* Exercise details
Go through the data and copy each line where the word "referenced" shows up.

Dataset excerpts
//! Task reference extraction from free-text commit messages.

use super::{PushSyncDomainError, StatusTable, WorkItemId};
use regex::{Regex, RegexBuilder};
use std::collections::HashSet;
use std::ops::Range;

/// `TASK-12:#done`, `bug-7 : #inprogress`.
const EXPLICIT_PATTERN: &str = r"\b[A-Z]+-(?P<id>\d+)\s*:\s*#(?P<keyword>[A-Z_]+)\b";

/// `TASK-12`, `wi-9`.
const REFERENCE_PATTERN: &str = r"\b[A-Z]+-(?P<id>\d+)\b";

/// A work item mention carrying an inline status annotation.
#[derive(Debug, Clone, PartialEq, Eq)]
pub struct TaskReference {
    id: WorkItemId,
    keyword: String,
}

impl TaskReference {
    /// Creates an explicit reference.
    #[must_use]
    pub fn new(id: WorkItemId, keyword: impl Into<String>) -> Self {
        Self {
            id,
            keyword: keyword.into(),
        }
    }

    /// Returns the referenced work item.
    #[must_use]
    pub const fn id(&self) -> WorkItemId {
        self.id
    }

    /// Returns the annotation keyword exactly as written.
    #[must_use]
    pub fn keyword(&self) -> &str {
        &self.keyword
    }
}

/// Everything the grammar found in one commit message.
#[derive(Debug, Clone, Default, PartialEq, Eq)]
pub struct ExtractedReferences {
    explicit: Vec<TaskReference>,
    mentioned: Vec<WorkItemId>,
    global_keyword: Option<String>,
}

impl ExtractedReferences {
    /// Explicit `(id, keyword)` annotations in message order, duplicates kept.
    #[must_use]
    pub fn explicit(&self) -> &[TaskReference] {
        &self.explicit
    }

    /// Every referenced id, de-duplicated, in first-appearance order.
    #[must_use]
    pub fn mentioned(&self) -> &[WorkItemId] {
        &self.mentioned
    }

    /// The first free-standing `#keyword`, if any.
    #[must_use]
    pub fn global_keyword(&self) -> Option<&str> {
        self.global_keyword.as_deref()
    }

    /// Returns `true` when the message references no work item at all.
    #[must_use]
    pub fn is_empty(&self) -> bool {
        self.explicit.is_empty() && self.mentioned.is_empty()
    }
}

/// Compiled commit message grammars.
///
/// Built once from a [`StatusTable`] and shared; extraction never recompiles.
///
/// # Examples
///
///     use pms_sync::push_sync::domain::{ReferenceGrammar, StatusTable};
///
///     let grammar = ReferenceGrammar::compile(&StatusTable::default()).expect("grammar");
///     let found = grammar.extract("TASK-12:#done fixes BUG-7 #start");
///     assert_eq!(found.explicit().len(), 1);
///     assert_eq!(found.mentioned().len(), 2);
///     assert_eq!(found.global_keyword(), Some("start"));
#[derive(Debug, Clone)]
pub struct ReferenceGrammar {
    explicit: Regex,
    reference: Regex,
    global: Regex,
}

impl ReferenceGrammar {
    /// Compiles the grammars for the keywords of `table`.
    ///
    /// # Errors
    ///
    /// Returns [`PushSyncDomainError::Grammar`] if a pattern fails to compile.
    pub fn compile(table: &StatusTable) -> Result<Self, PushSyncDomainError> {
        let mut keywords: Vec<&str> = table.keywords().collect();
        // Longest first so that `complete` never shadows `completed`.
        keywords.sort_by(|left, right| right.len().cmp(&left.len()).then(left.cmp(right)));
        let alternatives = keywords
            .iter()
            .map(|keyword| regex::escape(keyword))
            .collect::<Vec<_>>()
            .join("|");
        let global_pattern = format!("#(?P<keyword>{alternatives})");

        Ok(Self {
            explicit: case_insensitive(EXPLICIT_PATTERN)?,
            reference: case_insensitive(REFERENCE_PATTERN)?,
            global: case_insensitive(&global_pattern)?,
        })
    }

    /// Scans a commit message.
    ///
    /// A `#keyword` belonging to an explicit annotation is never reported as
    /// the global keyword.
    #[must_use]
    pub fn extract(&self, message: &str) -> ExtractedReferences {
        let mut explicit = Vec::new();
        let mut annotated_spans: Vec<Range<usize>> = Vec::new();
        for captures in self.explicit.captures_iter(message) {
            let (Some(whole), Some(id), Some(keyword)) = (
                captures.get(0),
                captures.name("id"),
                captures.name("keyword"),
            ) else {
                continue;
            };
            annotated_spans.push(whole.range());
            if let Some(work_item_id) = WorkItemId::parse_digits(id.as_str()) {
                explicit.push(TaskReference::new(work_item_id, keyword.as_str()));
            }
        }

        let mut seen = HashSet::new();
        let mentioned = self
            .reference
            .captures_iter(message)
            .filter_map(|captures| captures.name("id"))
            .filter_map(|id| WorkItemId::parse_digits(id.as_str()))
            .filter(|id| seen.insert(*id))
            .collect();

        let global_keyword = self
            .global
            .captures_iter(message)
            .filter_map(|captures| captures.name("keyword"))
            .find(|keyword| {
                !annotated_spans
                    .iter()
                    .any(|span| span.contains(&keyword.start()))
            })
            .map(|keyword| keyword.as_str().to_owned());

        ExtractedReferences {
            explicit,
            mentioned,
            global_keyword,
        }
    }
}

fn case_insensitive(pattern: &str) -> Result<Regex, PushSyncDomainError> {
    RegexBuilder::new(pattern)
        .case_insensitive(true)
        .build()
        .map_err(|err| PushSyncDomainError::Grammar(err.to_string()))
}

* Response to this task
    /// Returns the referenced work item.
    /// Every referenced id, de-duplicated, in first-appearance order.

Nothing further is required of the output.